We were surprised by our experiences with the UARC project, in discovering that the system bottleneck was not network bandwidth, but was instead the processing power on the clients. The UARC system uses sophisticated Java applets to process raw scientific data as they arrive. During the April 1997 campaign, the Salamander substrate could deliver the UARC data to a large number of clients without difficulty; however, the clients' Java interpreters couldn't keep up with the incoming data rate. Our solution was to put plug-in modules in the distribution tree that could convert the data in-transit to a more manageable format.

Previous work has addressed the variability in client resources. Client resources are addressed in the Odyssey [13] system by sending different versions of the same object from the server depending on the client's resources. In [6], Fox et.al. provide a general proxy architecture for dynamic distillation of data at the server. The use of hierarchically encoded data distributed over several multicast groups is discussed in [12] for the delivery of different qualities of audio and video data. Balachandran et.al target mobile computing in [1] and argue for adding active filters at base stations. Active network proponents [15] argue that Internet routers should be enabled to run arbitrary application-level code to assist in protocol processing.
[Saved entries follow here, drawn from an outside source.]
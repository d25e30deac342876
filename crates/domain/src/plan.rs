use chrono::NaiveDate;
use derive_more::Display;
use log::debug;

use crate::{AthleteProfile, PriorLoad, RPE, Weekday};

/// Readiness assumed when adjusting a plan for an athlete without a readiness score.
pub const DEFAULT_READINESS: f32 = 0.6;

#[derive(Debug, Clone, Copy, PartialEq, Eq)]
pub enum DayAssignment {
    Run,
    Strength,
    RunAndStrength,
    Rest,
}

impl DayAssignment {
    #[must_use]
    pub fn has_run(self) -> bool {
        matches!(self, DayAssignment::Run | DayAssignment::RunAndStrength)
    }

    #[must_use]
    pub fn has_strength(self) -> bool {
        matches!(self, DayAssignment::Strength | DayAssignment::RunAndStrength)
    }
}

/// The fixed weekly cadence. Plans only vary in magnitudes, never in this table.
pub const CADENCE: [(Weekday, DayAssignment); 7] = [
    (Weekday::Monday, DayAssignment::Run),
    (Weekday::Tuesday, DayAssignment::Strength),
    (Weekday::Wednesday, DayAssignment::Run),
    (Weekday::Thursday, DayAssignment::Strength),
    (Weekday::Friday, DayAssignment::RunAndStrength),
    (Weekday::Saturday, DayAssignment::Rest),
    (Weekday::Sunday, DayAssignment::Run),
];

#[must_use]
pub fn assignment(day: Weekday) -> DayAssignment {
    CADENCE
        .iter()
        .find(|(d, _)| *d == day)
        .map_or(DayAssignment::Rest, |(_, a)| *a)
}

#[derive(Debug, Display, Clone, Copy, PartialEq, Eq)]
pub enum IntensityZone {
    #[display("easy")]
    Easy,
    #[display("tempo")]
    Tempo,
    #[display("long")]
    Long,
}

impl IntensityZone {
    /// Run zone of a run day. Friday repeats the easy run of Monday.
    fn of(day: Weekday) -> Self {
        match day {
            Weekday::Wednesday => IntensityZone::Tempo,
            Weekday::Sunday => IntensityZone::Long,
            _ => IntensityZone::Easy,
        }
    }

    /// Minimum duration in minutes.
    #[must_use]
    pub fn floor(self) -> u32 {
        match self {
            IntensityZone::Easy => 30,
            IntensityZone::Tempo => 35,
            IntensityZone::Long => 60,
        }
    }

    #[must_use]
    pub fn target_rpe(self) -> RPE {
        match self {
            IntensityZone::Easy => RPE::SIX,
            IntensityZone::Tempo | IntensityZone::Long => RPE::SEVEN,
        }
    }
}

#[derive(Debug, Clone, PartialEq)]
pub struct RunPrescription {
    pub day: Weekday,
    pub duration_minutes: u32,
    pub intensity: IntensityZone,
    pub target_rpe: RPE,
    pub notes: Option<String>,
}

#[derive(Debug, Clone, PartialEq, Eq)]
pub struct StrengthExerciseBlock {
    pub name: &'static str,
    pub sets: &'static str,
    pub tempo: &'static str,
    pub rest: &'static str,
    pub target: &'static str,
}

#[derive(Debug, Clone, PartialEq, Eq)]
pub struct StrengthPrescription {
    pub day: Weekday,
    pub exercises: Vec<StrengthExerciseBlock>,
}

#[derive(Debug, Clone, PartialEq)]
pub struct WeeklyPlan {
    pub start: NaiveDate,
    pub runs: Vec<RunPrescription>,
    pub strength: Vec<StrengthPrescription>,
}

impl WeeklyPlan {
    /// The seven training days, Monday first.
    #[must_use]
    pub fn structure(&self) -> [Weekday; 7] {
        CADENCE.map(|(day, _)| day)
    }

    #[must_use]
    pub fn assignments(&self) -> [(Weekday, DayAssignment); 7] {
        CADENCE
    }

    #[must_use]
    pub fn run(&self, day: Weekday) -> Option<&RunPrescription> {
        self.runs.iter().find(|r| r.day == day)
    }

    #[must_use]
    pub fn strength(&self, day: Weekday) -> Option<&StrengthPrescription> {
        self.strength.iter().find(|s| s.day == day)
    }
}

/// Factor applied to the prior load. The first matching rule wins.
#[must_use]
pub fn progression_multiplier(readiness: Option<f32>, high_rpe_count: u32) -> f32 {
    if readiness.is_some_and(|r| r < 0.4) {
        0.90
    } else if high_rpe_count > 2 {
        0.92
    } else if readiness.is_some_and(|r| r > 0.75) && high_rpe_count == 0 {
        1.06
    } else {
        1.02
    }
}

#[derive(Debug, Clone, Copy, PartialEq, Eq)]
struct BaseDurations {
    easy: u32,
    tempo: u32,
    long: u32,
}

impl BaseDurations {
    #[allow(clippy::cast_possible_truncation, clippy::cast_sign_loss)]
    fn new(multiplier: f32, prior: &PriorLoad) -> Self {
        let minutes = |value: f32| value.round().max(0.0) as u32;
        Self {
            easy: minutes(prior.average_run_minutes * multiplier),
            tempo: minutes((prior.average_run_minutes + 10.0) * multiplier),
            long: minutes(prior.long_run_minutes * multiplier + 10.0),
        }
    }

    fn of(self, zone: IntensityZone) -> u32 {
        match zone {
            IntensityZone::Easy => self.easy,
            IntensityZone::Tempo => self.tempo,
            IntensityZone::Long => self.long,
        }
    }
}

fn run_prescription(
    day: Weekday,
    base: BaseDurations,
    profile: &AthleteProfile,
) -> RunPrescription {
    let intensity = IntensityZone::of(day);
    let notes = match intensity {
        IntensityZone::Easy => {
            String::from("Easy aerobic, nose-breathing pace. No swapping days allowed.")
        }
        IntensityZone::Tempo => format!(
            "Tempo around threshold pace ({:.2} min/km).",
            profile.threshold_pace
        ),
        IntensityZone::Long => String::from("Long run, steady. Slight negative split allowed."),
    };
    RunPrescription {
        day,
        duration_minutes: base.of(intensity).max(intensity.floor()),
        intensity,
        target_rpe: intensity.target_rpe(),
        notes: Some(notes),
    }
}

/// Fixed strength template. Friday caps the effort ahead of the Sunday long run.
fn strength_prescription(day: Weekday) -> StrengthPrescription {
    let double_day = day == Weekday::Friday;
    StrengthPrescription {
        day,
        exercises: vec![
            StrengthExerciseBlock {
                name: "Back Squat",
                sets: if double_day { "3×6" } else { "4×6–8" },
                tempo: "Tempo 3-1-1",
                rest: "Rest 120s",
                target: if double_day {
                    "RPE 6 cap (double day)"
                } else {
                    "RPE 7"
                },
            },
            StrengthExerciseBlock {
                name: "Bench Press",
                sets: "3×8–10",
                tempo: "Tempo 2-1-1",
                rest: "Rest 90s",
                target: "RPE 7",
            },
            StrengthExerciseBlock {
                name: "Romanian Deadlift",
                sets: "3×8–10",
                tempo: "Tempo 3-1-1",
                rest: "Rest 120s",
                target: if double_day {
                    "RPE 6 (fatigue-managed)"
                } else {
                    "RPE 7"
                },
            },
        ],
    }
}

/// Prescribe the week starting at `start`.
///
/// Without a prior load the defaults of [`PriorLoad::DEFAULT`] apply.
#[must_use]
pub fn generate_weekly_plan(
    profile: &AthleteProfile,
    prior: Option<&PriorLoad>,
    start: NaiveDate,
) -> WeeklyPlan {
    let prior = prior.copied().unwrap_or_default();
    let multiplier = progression_multiplier(profile.readiness, prior.high_rpe_count);
    let base = BaseDurations::new(multiplier, &prior);

    debug!(
        "plan for athlete {} starting {start}: multiplier {multiplier}, {base:?}",
        profile.id
    );

    WeeklyPlan {
        start,
        runs: CADENCE
            .iter()
            .filter(|(_, a)| a.has_run())
            .map(|(day, _)| run_prescription(*day, base, profile))
            .collect(),
        strength: CADENCE
            .iter()
            .filter(|(_, a)| a.has_strength())
            .map(|(day, _)| strength_prescription(*day))
            .collect(),
    }
}

/// Prescribe the next week from the RPEs of recent sessions.
///
/// The high RPE count of `prior` is replaced by the count in `recent_rpe`.
#[must_use]
pub fn adjust_next_week(
    profile: &AthleteProfile,
    recent_rpe: &[RPE],
    prior: &PriorLoad,
    start: NaiveDate,
) -> WeeklyPlan {
    #[allow(clippy::cast_possible_truncation)]
    let prior = PriorLoad {
        high_rpe_count: recent_rpe.iter().filter(|rpe| rpe.is_high()).count() as u32,
        ..*prior
    };
    let profile = AthleteProfile {
        readiness: Some(profile.readiness.unwrap_or(DEFAULT_READINESS)),
        ..profile.clone()
    };
    generate_weekly_plan(&profile, Some(&prior), start)
}

#[cfg(test)]
mod tests {
    use pretty_assertions::assert_eq;
    use rstest::rstest;

    use crate::AthleteID;

    use super::*;

    fn profile(readiness: Option<f32>) -> AthleteProfile {
        AthleteProfile {
            id: AthleteID::from(1),
            threshold_pace: 4.5,
            threshold_hr: Some(172),
            readiness,
            recent_rpe_average: None,
        }
    }

    fn prior(average_run_minutes: f32, long_run_minutes: f32, high_rpe_count: u32) -> PriorLoad {
        PriorLoad {
            average_run_minutes,
            long_run_minutes,
            high_rpe_count,
        }
    }

    fn monday() -> NaiveDate {
        NaiveDate::from_ymd_opt(2024, 1, 8).unwrap()
    }

    #[rstest]
    #[case::deload(Some(0.3), 0, 0.90)]
    #[case::deload_before_fatigue(Some(0.3), 5, 0.90)]
    #[case::fatigue(Some(0.6), 3, 0.92)]
    #[case::fatigue_before_progress(Some(0.9), 3, 0.92)]
    #[case::progress(Some(0.8), 0, 1.06)]
    #[case::default(Some(0.6), 1, 1.02)]
    #[case::high_readiness_with_high_rpe(Some(0.8), 1, 1.02)]
    #[case::no_readiness(None, 0, 1.02)]
    #[case::out_of_range_readiness(Some(-1.0), 0, 0.90)]
    fn test_progression_multiplier(
        #[case] readiness: Option<f32>,
        #[case] high_rpe_count: u32,
        #[case] expected: f32,
    ) {
        assert_eq!(progression_multiplier(readiness, high_rpe_count), expected);
    }

    #[rstest]
    #[case::no_readiness(None, None)]
    #[case::low_readiness(Some(0.1), Some(prior(20.0, 30.0, 0)))]
    #[case::high_readiness(Some(1.0), Some(prior(90.0, 180.0, 0)))]
    #[case::fatigued(Some(0.7), Some(prior(40.0, 70.0, 6)))]
    #[case::out_of_range(Some(7.0), Some(prior(0.0, 0.0, 0)))]
    fn test_generate_weekly_plan_keeps_cadence(
        #[case] readiness: Option<f32>,
        #[case] prior: Option<PriorLoad>,
    ) {
        let plan = generate_weekly_plan(&profile(readiness), prior.as_ref(), monday());
        assert_eq!(
            plan.runs.iter().map(|r| r.day).collect::<Vec<_>>(),
            vec![
                Weekday::Monday,
                Weekday::Wednesday,
                Weekday::Friday,
                Weekday::Sunday
            ]
        );
        assert_eq!(
            plan.strength.iter().map(|s| s.day).collect::<Vec<_>>(),
            vec![Weekday::Tuesday, Weekday::Thursday, Weekday::Friday]
        );
        assert_eq!(plan.run(Weekday::Saturday), None);
        assert_eq!(plan.strength(Weekday::Saturday), None);
        assert_eq!(plan.structure().to_vec(), Weekday::iter().copied().collect::<Vec<_>>());
        for run in &plan.runs {
            assert!(run.duration_minutes >= run.intensity.floor());
        }
    }

    #[test]
    fn test_cadence() {
        assert_eq!(
            Weekday::iter().map(|d| assignment(*d)).collect::<Vec<_>>(),
            vec![
                DayAssignment::Run,
                DayAssignment::Strength,
                DayAssignment::Run,
                DayAssignment::Strength,
                DayAssignment::RunAndStrength,
                DayAssignment::Rest,
                DayAssignment::Run,
            ]
        );
    }

    #[test]
    fn test_generate_weekly_plan_durations() {
        let plan = generate_weekly_plan(
            &profile(Some(0.8)),
            Some(&prior(40.0, 70.0, 0)),
            monday(),
        );
        assert_eq!(plan.start, monday());
        assert_eq!(
            plan.runs
                .iter()
                .map(|r| (r.day, r.duration_minutes, r.intensity, r.target_rpe))
                .collect::<Vec<_>>(),
            vec![
                (Weekday::Monday, 42, IntensityZone::Easy, RPE::SIX),
                (Weekday::Wednesday, 53, IntensityZone::Tempo, RPE::SEVEN),
                (Weekday::Friday, 42, IntensityZone::Easy, RPE::SIX),
                (Weekday::Sunday, 84, IntensityZone::Long, RPE::SEVEN),
            ]
        );
        assert_eq!(
            plan.run(Weekday::Wednesday).unwrap().notes.as_deref(),
            Some("Tempo around threshold pace (4.50 min/km).")
        );
    }

    #[test]
    fn test_generate_weekly_plan_without_prior_load() {
        assert_eq!(
            generate_weekly_plan(&profile(None), None, monday()),
            generate_weekly_plan(&profile(None), Some(&PriorLoad::DEFAULT), monday())
        );
    }

    #[test]
    fn test_generate_weekly_plan_floors() {
        let plan = generate_weekly_plan(&profile(Some(0.2)), Some(&prior(10.0, 20.0, 0)), monday());
        assert_eq!(
            plan.runs
                .iter()
                .map(|r| r.duration_minutes)
                .collect::<Vec<_>>(),
            vec![30, 35, 30, 60]
        );
    }

    #[test]
    fn test_generate_weekly_plan_friday_strength() {
        let plan = generate_weekly_plan(&profile(None), None, monday());
        let targets = |day| {
            plan.strength(day)
                .unwrap()
                .exercises
                .iter()
                .map(|e| (e.name, e.target))
                .collect::<Vec<_>>()
        };
        assert_eq!(
            targets(Weekday::Tuesday),
            vec![
                ("Back Squat", "RPE 7"),
                ("Bench Press", "RPE 7"),
                ("Romanian Deadlift", "RPE 7")
            ]
        );
        assert_eq!(targets(Weekday::Thursday), targets(Weekday::Tuesday));
        assert_eq!(
            targets(Weekday::Friday),
            vec![
                ("Back Squat", "RPE 6 cap (double day)"),
                ("Bench Press", "RPE 7"),
                ("Romanian Deadlift", "RPE 6 (fatigue-managed)")
            ]
        );
        assert_eq!(plan.strength(Weekday::Friday).unwrap().exercises[0].sets, "3×6");
    }

    #[test]
    fn test_generate_weekly_plan_is_idempotent() {
        let prior_load = prior(45.0, 95.0, 1);
        assert_eq!(
            generate_weekly_plan(&profile(Some(0.5)), Some(&prior_load), monday()),
            generate_weekly_plan(&profile(Some(0.5)), Some(&prior_load), monday())
        );
    }

    #[test]
    fn test_adjust_next_week() {
        let plan = adjust_next_week(
            &profile(None),
            &[RPE::EIGHT, RPE::NINE, RPE::TEN, RPE::SEVEN],
            &prior(40.0, 70.0, 0),
            monday(),
        );
        // three high RPEs back off to 0.92
        assert_eq!(plan.run(Weekday::Monday).unwrap().duration_minutes, 37);
        assert_eq!(plan.run(Weekday::Sunday).unwrap().duration_minutes, 74);

        let plan = adjust_next_week(&profile(None), &[RPE::SEVEN], &prior(40.0, 70.0, 5), monday());
        assert_eq!(plan.run(Weekday::Monday).unwrap().duration_minutes, 41);
    }
}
The contribution of our work is the use of client feedback to allow for prioritization among flows; the construction of application and user interfaces for flow modification; and the ability to place modules at any point in the distribution tree.

3.3 Lightweight Temporal Database

Salamander provides data persistence by incorporating a custom lightweight temporal database. This database supports Salamander's needs by: storing a virtual channel's data as a sequence of write-once updates that are primarily based on time; and satisfying requests for data based on temporal ranges within the update stream. A temporal database [14] generally views a single data record as an ordered sequence of temporally bounded updates. In the Salamander database these records correspond to virtual channels. An administrator can determine which sets of virtual channels will be archived by the system. The Salamander system exports only a simple query interface to this database based on ranges of time and attribute lists. By foregoing the complexity of most commercial and research temporal databases, we could build a small and efficient custom database that met our simpler needs.
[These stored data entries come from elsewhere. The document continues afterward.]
/// Summary of the runs of the last `window_days` days up to `today`.
///
/// The weekly breakdown covers four seven-day periods, the last one ending at
/// `today`. An empty history yields zeros everywhere.
#[must_use]
pub fn monthly_analytics(
    history: &History,
    today: NaiveDate,
    window_days: u32,
) -> MonthlyAnalytics {
    let runs = history
        .within(&Interval::trailing_days(today, window_days))
        .runs;

    let mut weeks = [WeekSummary::default(); ANALYTICS_WEEKS];
    for (i, week) in weeks.iter_mut().enumerate() {
        let weeks_back = ANALYTICS_WEEKS - 1 - i;
        #[allow(clippy::cast_possible_wrap)]
        let last = today
            .checked_sub_signed(Duration::weeks(weeks_back as i64))
            .unwrap_or(NaiveDate::MIN);
        let interval = Interval::trailing_days(last, 7);
        *week = WeekSummary::of(
            &runs
                .iter()
                .filter(|r| interval.contains(r.date))
                .collect::<Vec<_>>(),
        );
    }

    let distance = runs.iter().map(|r| r.distance_km).sum::<f32>();
    let duration = runs.iter().map(|r| r.duration_minutes).sum::<f32>();
    #[allow(clippy::cast_possible_truncation)]
    let totals = RunTotals {
        distance,
        runs: runs.len() as u32,
        duration,
        average_pace: if distance > 0.0 {
            duration / distance
        } else {
            0.0
        },
    };

    let mut best_week = 0;
    for (i, week) in weeks.iter().enumerate() {
        if week.distance > weeks[best_week].distance {
            best_week = i;
        }
    }

    #[allow(clippy::cast_precision_loss)]
    let active = weeks.iter().filter(|w| w.runs > 0).count() as f32;
    #[allow(clippy::cast_possible_truncation, clippy::cast_sign_loss)]
    let consistency = (active / ANALYTICS_WEEKS as f32 * 100.0).round() as u8;

    let (first, last) = (weeks[0].distance, weeks[ANALYTICS_WEEKS - 1].distance);
    #[allow(clippy::cast_possible_truncation, clippy::cast_sign_loss)]
    let improvement = if last > first {
        let base = if first > 0.0 { first } else { 1.0 };
        ((last - first) / base * 100.0).round() as u32
    } else {
        0
    };

    debug!(
        "monthly analytics at {today}: {} runs, best week {}, consistency {consistency}%",
        totals.runs,
        best_week + 1
    );

    MonthlyAnalytics {
        weeks,
        totals,
        best_week,
        consistency,
        improvement,
    }
}

/// Pace in min/km, displayed as minutes and seconds.
#[derive(Debug, Clone, Copy, PartialEq, PartialOrd)]
pub struct Pace(pub f32);

impl fmt::Display for Pace {
    fn fmt(&self, f: &mut fmt::Formatter<'_>) -> fmt::Result {
        #[allow(clippy::cast_possible_truncation, clippy::cast_sign_loss)]
        let seconds = (self.0 * 60.0).round().max(0.0) as u32;
        write!(f, "{}:{:02}", seconds / 60, seconds % 60)
    }
}

#[derive(Debug, Display, Clone, Copy, PartialEq, Eq)]
pub enum InsightKind {
    #[display("info")]
    Info,
    #[display("success")]
    Success,
    #[display("warning")]
    Warning,
}

/// Observation about recent runs. The display form is the detail text.
#[derive(Debug, Clone, Copy, PartialEq)]
pub enum Insight {
    NoData,
    PaceImproving { from: Pace, to: Pace },
    PaceDeclining,
    HeartRateEfficiency { drop: u32 },
    Consistency { runs: usize, days: usize },
    LowConsistency { window_days: u32 },
    HighVolume { distance: f32 },
    OptimalVolume { distance: f32 },
}

impl Insight {
    #[must_use]
    pub fn id(&self) -> &'static str {
        match self {
            Insight::NoData => "no-data",
            Insight::PaceImproving { .. } => "pace-improving",
            Insight::PaceDeclining => "pace-declining",
            Insight::HeartRateEfficiency { .. } => "hr-efficiency",
            Insight::Consistency { .. } => "consistency",
            Insight::LowConsistency { .. } => "consistency-low",
            Insight::HighVolume { .. } => "high-volume",
            Insight::OptimalVolume { .. } => "optimal-volume",
        }
    }

    #[must_use]
    pub fn title(&self) -> &'static str {
        match self {
            Insight::NoData => "Start tracking your runs",
            Insight::PaceImproving { .. } => "Pace improving consistently",
            Insight::PaceDeclining => "Pace slowing down",
            Insight::HeartRateEfficiency { .. } => "Heart rate efficiency improving",
            Insight::Consistency { .. } => "Training consistency strong",
            Insight::LowConsistency { .. } => "Time to get back out there",
            Insight::HighVolume { .. } => "High training volume this week",
            Insight::OptimalVolume { .. } => "Training volume in optimal range",
        }
    }

    #[must_use]
    pub fn kind(&self) -> InsightKind {
        match self {
            Insight::NoData | Insight::LowConsistency { .. } => InsightKind::Info,
            Insight::PaceDeclining | Insight::HighVolume { .. } => InsightKind::Warning,
            Insight::PaceImproving { .. }
            | Insight::HeartRateEfficiency { .. }
            | Insight::Consistency { .. }
            | Insight::OptimalVolume { .. } => InsightKind::Success,
        }
    }
}

impl fmt::Display for Insight {
    fn fmt(&self, f: &mut fmt::Formatter<'_>) -> fmt::Result {
        match self {
            Insight::NoData => write!(
                f,
                "Import your activities or log your first run to get personalized insights."
            ),
            Insight::PaceImproving { from, to } => write!(
                f,
                "Your average pace improved from {from}/km to {to}/km in recent runs."
            ),
            Insight::PaceDeclining => write!(
                f,
                "Recent runs are slower than usual. Consider recovery or check for overtraining."
            ),
            Insight::HeartRateEfficiency { drop } => write!(
                f,
                "Average HR decreased by {drop} bpm at similar pace. Great aerobic adaptation!"
            ),
            Insight::Consistency { runs, days } => {
                write!(f, "{runs} runs in {days} days. Consistency builds fitness!")
            }
            Insight::LowConsistency { window_days } => write!(
                f,
                "Only 1 run in the last {window_days} days. Aim for 3-4 runs per week for steady progress."
            ),
            Insight::HighVolume { distance } => write!(
                f,
                "{distance:.1}km logged. Ensure adequate recovery between runs."
            ),
            Insight::OptimalVolume { distance } => write!(
                f,
                "{distance:.1}km this week provides good fitness stimulus with manageable fatigue."
            ),
        }
    }
}

/// Rule-based observations about the runs of the last `window_days` days.
///
/// Pace, heart rate, consistency and the volume of the current week are
/// checked in this order, at most three insights are returned. Without any
/// run in the window the only insight is [`Insight::NoData`].
#[must_use]
pub fn insights(history: &History, today: NaiveDate, window_days: u32) -> Vec<Insight> {
    let runs = history
        .within(&Interval::trailing_days(today, window_days))
        .runs;

    if runs.is_empty() {
        return vec![Insight::NoData];
    }

    let days = runs.iter().map(|r| r.date).collect::<BTreeSet<_>>().len();
    let consistency = if days >= 3 && runs.len() >= 3 {
        Some(Insight::Consistency {
            runs: runs.len(),
            days,
        })
    } else if runs.len() == 1 {
        Some(Insight::LowConsistency { window_days })
    } else {
        None
    };

    let distance = weekly_stats(history, &Week::containing(today)).total_distance;
    let volume = if distance > HIGH_VOLUME {
        Some(Insight::HighVolume { distance })
    } else if distance >= OPTIMAL_VOLUME {
        Some(Insight::OptimalVolume { distance })
    } else {
        None
    };

    let mut result = [pace_trend(&runs), heart_rate_trend(&runs), consistency, volume]
        .into_iter()
        .flatten()
        .collect::<Vec<_>>();
    result.truncate(MAX_INSIGHTS);

    debug!(
        "insights at {today}: {:?}",
        result.iter().map(Insight::id).collect::<Vec<_>>()
    );

    result
}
Salamander's synergy between real-time data dissemination and traditional temporal and relational databases is one of its significant contributions. It is taken for granted that queries on a relational or temporal database act as a static atomic action against a snapshot of a system's dynamic data elements. Our model alters this, by providing support for persistent queries that act over both a snapshot of the data elements present in the database and any modifications (real-time updates) to the database elements that may occur in the future. We plan to further address the impact of this model on database technologies in the future.

In addition to persistent state, Salamander maintains a memory cache used to buffer objects in-transit through the system. Together, the memory buffer and database act as a two-level cache that provides both high-level delivery semantics on the virtual flows and the ability to replay sections of flows from an archive. Salamander's virtual channels in the object space denote implicit groups. The delivery semantics within these groups varies depending on an application's needs. Groups can stay anonymous where the suppliers have no knowledge of the receivers, or they can become more explicit where the suppliers keep a tally of their receivers. A persistent disk-based cache of data objects, in conjunction with the use of application level framing [2], can be used to provide high-level delivery semantics. This includes: FIFO, causal, ordered atomic, etc [7].

4 Salamander Interfaces

There are two interfaces to the Salamander substrate: the application programmer interface (API) and the administration interface. The API has several layers and implementations, depending on the developer's needs. At the lowest level, the substrate provides a simple interface in both C and Java that gives four primitive operations: send, receive, connect, and disconnect. These operations are used in conjunction with a property list manipulation library to send and receive Salamander data objects. Much of this API can be illustrated by the example application code in Figure 5. This example is a small subroutine that subscribes to a simple virtual channel consisting of a single attribute.

1 void
subscribeToChannel(char * hostname, unsigned long sskey, char * queryName) {

        plist_t plist;
5       void * dataptr;
        unsigned long data_length;

        if (connectToSalamanderServer(hostname, sskey) != SALAMANDER_OK) {
            fprintf(stderr, "Connection Error.");
10          return;
        }

        /* Create the query. */
        plist = createPropertyList();
15      updateProperty(plist, COMMAND_PROPERTY, QUERY_COMMAND);
        updateProperty(plist, NAME_PROPERTY, queryName);
        updateProperty(plist, COOKIE_PROPERTY, "queryCookie");
        sprintf(tmpbuf, "RANGE %d %d", begin, end);
        updateProperty(plist, TIMESTAMP_PROPERTY, tmpbuf);
20
        /* Send it to the Server. */
        if (salamanderSendServerData(plist, NULL, 0) != SALAMANDER_OK) {
            fprintf(stderr, "Error making query.");
            return;
25      }
        destroyPropertyList(plist);

        /* Read the responses as they come. */
        for (;;) {
30          if (salamanderReadServerData(&plist, &dataptr, &data_length) != SALAMANDER_OK)
                break;

            handleResponse(plist, dataptr, data_length);
        }
35
        disconnectFromSalamanderServer();
    }

Figure 5: Simple C example that connects to a Salamander server and makes a single persistent query.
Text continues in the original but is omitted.